Monosodium glutamate, also known as sodium glutamate and MSG, is a sodium salt of glutamic acid, a naturally occurring non-essential amino acid. It is used as a food additive and is commonly marketed as a flavor enhancer.

For decades, concerns have been raised on anecdotal grounds, and hypotheses have been put forward, that MSG may be associated with migraine headaches, food allergies in children, obesity, and hyperactivity in children.

Subsequent research by dozens of health centers and universities around the world, however, have found that, while large doses of MSG given without food may elicit more symptoms than a placebo in individuals who believe that they react adversely to MSG, the frequency of the responses was low and the responses reported were inconsistent, not reproducible, and not observed when MSG was given with food.
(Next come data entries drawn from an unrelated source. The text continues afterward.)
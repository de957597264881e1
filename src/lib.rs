pub mod app;
pub mod auth;
pub mod config;
pub mod db;
pub mod error;
pub mod records;
pub mod state;
pub mod store;

pub use app::build_app;
pub use state::AppState;
use anyhow::Context;
use serde::Deserialize;

#[derive(Debug, Clone, Deserialize)]
pub struct JwtConfig {
    pub secret: String,
    pub issuer: String,
    pub audience: String,
    pub ttl_minutes: i64,
}

/// Which store implementation backs users and records.
#[derive(Debug, Clone, Copy, PartialEq, Eq, Deserialize)]
#[serde(rename_all = "lowercase")]
pub enum StoreBackend {
    Postgres,
    Memory,
}

#[derive(Debug, Clone, Deserialize)]
pub struct AppConfig {
    pub database_url: Option<String>,
    pub database_max_connections: u32,
    pub store: StoreBackend,
    pub jwt: JwtConfig,
    /// Only affects the `Secure` flag of the session cookie.
    pub production: bool,
}

impl AppConfig {
    pub fn from_env() -> anyhow::Result<Self> {
        let store = match std::env::var("STORE_BACKEND") {
            Ok(v) => parse_backend(&v)?,
            Err(_) => StoreBackend::Postgres,
        };
        let database_url = std::env::var("DATABASE_URL").ok();
        if store == StoreBackend::Postgres && database_url.is_none() {
            anyhow::bail!("DATABASE_URL must be set when STORE_BACKEND=postgres");
        }
        let jwt = JwtConfig {
            secret: std::env::var("JWT_SECRET").context("JWT_SECRET must be set")?,
            issuer: std::env::var("JWT_ISSUER").unwrap_or_else(|_| "sleeptrack".into()),
            audience: std::env::var("JWT_AUDIENCE").unwrap_or_else(|_| "sleeptrack-users".into()),
            ttl_minutes: std::env::var("JWT_TTL_MINUTES")
                .ok()
                .and_then(|v| v.parse::<i64>().ok())
                .unwrap_or(60 * 24),
        };
        if jwt.secret.is_empty() {
            anyhow::bail!("JWT_SECRET must not be empty");
        }
        Ok(Self {
            database_url,
            database_max_connections: std::env::var("DATABASE_MAX_CONNECTIONS")
                .ok()
                .and_then(|v| v.parse::<u32>().ok())
                .unwrap_or(10),
            store,
            jwt,
            production: is_production(std::env::var("APP_ENV").ok().as_deref()),
        })
    }

    /// Configuration used by tests and the in-memory dev mode.
    pub fn for_tests() -> Self {
        Self {
            database_url: None,
            database_max_connections: 1,
            store: StoreBackend::Memory,
            jwt: JwtConfig {
                secret: "test-secret".into(),
                issuer: "test-issuer".into(),
                audience: "test-aud".into(),
                ttl_minutes: 60 * 24,
            },
            production: false,
        }
    }
}

fn parse_backend(v: &str) -> anyhow::Result<StoreBackend> {
    match v.trim().to_ascii_lowercase().as_str() {
        "postgres" | "pg" => Ok(StoreBackend::Postgres),
        "memory" => Ok(StoreBackend::Memory),
        other => anyhow::bail!("unknown STORE_BACKEND {other:?}"),
    }
}

fn is_production(app_env: Option<&str>) -> bool {
    app_env
        .map(|v| v.trim().eq_ignore_ascii_case("production"))
        .unwrap_or(false)
}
In the 2004 version of his book On Food and Cooking, food enthusiast and author Harold McGee states that “[after many studies], toxicologists have concluded that MSG is a harmless ingredient for most people, even in large amounts.

Still, the reports suggest that less than 1% of the population, sensitive individuals may experience “transient” side effects such as “headache, numbness/tingling, flushing, muscle tightness, and generalised weakness” to a large amount of MSG taken in a single meal.

So, if you’re trying, for whatever reason, to avoid MSG…did you know that the same flavor enhancing proteins, called glutamates, in MSG are found naturally in mushrooms?

Natural glutamate is also found in Parmesan cheese, soy sauce, anchovies, and tomato juice.

Next time you want to add a little “umami” to your dish, dice a pound of mushrooms, and saute over low heat (covered) with a little salt until the mushrooms release their liquid, then strain through cheesecloth or a fine seive…and add the broth to your dish for a natural flavor enhancer!

Anchovie fillets, finely diced are often added to pasta sauces to add depth of flavor.

Much like mushroom broth, a  small about of diced anchovies will boost the flavor profile of a dish, without being noticeable as its own distinct flavor.